Grundlegender Glaube und grundlegendes Ethos – das reicht für Paulus. Heute dagegen müssen Dogmatiker erst jahrzehntelang Kongresse veranstalten und Konsenspapiere schreiben, bevor Christen miteinander das Brot des Herrn teilen dürfen ...

Missionarisch Kirche sein

Und mit dieser Basisverkündigung, meint Paulus, kann man schon selbst loslegen mit der Mission – vom Täufling zum Verkündiger in wenigen Wochen. „Von euch aus ist das Wort des Herrn nach Mazedonien und Achaia gedrungen“, heißt es in der Lesung, und: „Ihr seid zum Vorbild geworden.“ Und das ein halbes Jahr nach der Erstverkündigung! Dabei war es genau diese Kombination, die den ersten Christen oft Ärger einbrachte: die Kombination aus Exklusivität und Mission. „Ein Kern der Verkündigung war, sich ausschließlich dem einen Gott zuzuwenden“, sagt Regina Börschel. Und das hieß: Schluss mit Patchworkreligion. „Dieser Exklusivitätsanspruch provozierte und trug dazu bei, dass Paulus Widerstand hervorrief.“ Aus vielen Städten wurde er vertrieben, auch aus Thessalonich.

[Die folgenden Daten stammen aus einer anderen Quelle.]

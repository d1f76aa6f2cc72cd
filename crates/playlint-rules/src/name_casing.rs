//! Rule requiring names of plays, blocks, tasks and handlers to start with
//! an upper-case letter.
//!
//! Fixable: the first letter of the name is upper-cased in place, quotes
//! and the rest of the value are left untouched.

use playlint_core::{Edit, Finding, Fix, NodeContext, NodeKind, NodeRule, Rule, Severity};

/// Rule id for name-casing.
pub const NAME: &str = "name-casing";

/// Requires names to start with an upper-case letter.
#[derive(Debug, Clone, Default)]
pub struct NameCasing;

impl NameCasing {
    /// Creates the rule.
    #[must_use]
    pub fn new() -> Self {
        Self
    }
}

impl Rule for NameCasing {
    fn id(&self) -> &'static str {
        NAME
    }

    fn description(&self) -> &'static str {
        "Names should start with an uppercase letter"
    }

    fn tags(&self) -> &'static [&'static str] {
        &["idiom"]
    }

    fn default_severity(&self) -> Severity {
        Severity::Warning
    }

    fn profile(&self) -> Option<&'static str> {
        Some("moderate")
    }

    fn fixable(&self) -> bool {
        true
    }
}

impl NodeRule for NameCasing {
    fn check_node(&self, ctx: &NodeContext<'_>) -> Vec<Finding> {
        let node = ctx.node();
        if matches!(node.kind, NodeKind::DocumentRoot | NodeKind::RoleReference) {
            return Vec::new();
        }
        let Some(attr) = node.attr("name") else {
            return Vec::new();
        };
        let Some(name) = attr.as_str() else {
            return Vec::new();
        };
        let Some(first) = name.chars().next() else {
            return Vec::new();
        };
        if !first.is_lowercase() {
            return Vec::new();
        }

        let mut finding = Finding::new(format!("Name '{name}' should start with an uppercase letter."));
        if let Some(range) = &attr.value_range {
            let source = ctx.source(range.clone());
            let skip = usize::from(source.starts_with(['"', '\'']));
            if source[skip..].starts_with(first) {
                let at = range.start + skip;
                let letter = at..at + first.len_utf8();
                finding = finding.at(range.clone()).with_fix(Fix::new(
                    "capitalize name",
                    Edit::replace(letter, first.to_uppercase().to_string()),
                ));
            }
        }
        vec![finding]
    }
}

Andererseits heißt Exklusivität eben nicht, sich als Minderheit wohlzufühlen und auf die anderen herabzuschauen. „Christliches Selbstbewusstsein heißt nicht Abgrenzung oder ‚Zieht euch zurück‘“, sagt Börschel. Vielmehr sei die Devise gewesen: „Lebt ein Leben, das auch für andere ansprechend sein kann.“ Heute dagegen meinen manche, dass der heilige Rest sich von der bösen Welt abschotten möge ...

Selbstverantwortung

Und noch etwas ist für heute spannend. „Paulus hat die Gemeinden immer zur Selbstständigkeit erzogen“, sagt Regina Börschel. „Er hat Vertrauen in die Eigenverantwortung der Getauften.“ Für Paulus sei das das Prinzip der Kirche: „Er gründet Gemeinden in Metropolen und von dort geht die Verkündigung ohne ihn weiter.“ Auch für die junge Gemeinde in Thessalonich gilt das. So schreibt Paulus ganz am Ende seines Briefes: „Prüft alles und behaltet das Gute“ (1 Thess 5,21). Bemerkenswert, dass Paulus so etwas Christen zutraut, die er erst vor einigen Monaten bekehrt hat. Denn heute scheint der Satz „Prüft alles und behaltet das Gute“ eher für die oberste Kirchenleitung reserviert zu sein ...

Briefe ans Volk

Selbstverantwortung heißt allerdings nicht, dass Paulus die Gemeinden egal sind. Deshalb entsendet er Mitarbeiter wie Timotheus. Oder er schreibt Briefe. „Darin holt er oft nach, was bei der Erstverkündigung zu kurz gekommen ist“, sagt Regina Börschel. Oder er beantwortet Fragen der Gemeinde. Manchmal bezieht er in Streitfragen Position. „Er tut dies mit seiner Autorität als Gemeindegründer“, sagt Börschel. Die aber nicht absolut ist. „Oft genug muss er um seine Autorität ringen.“ Und Widerspruch hinnehmen. Und das ist dann doch wieder so wie heute.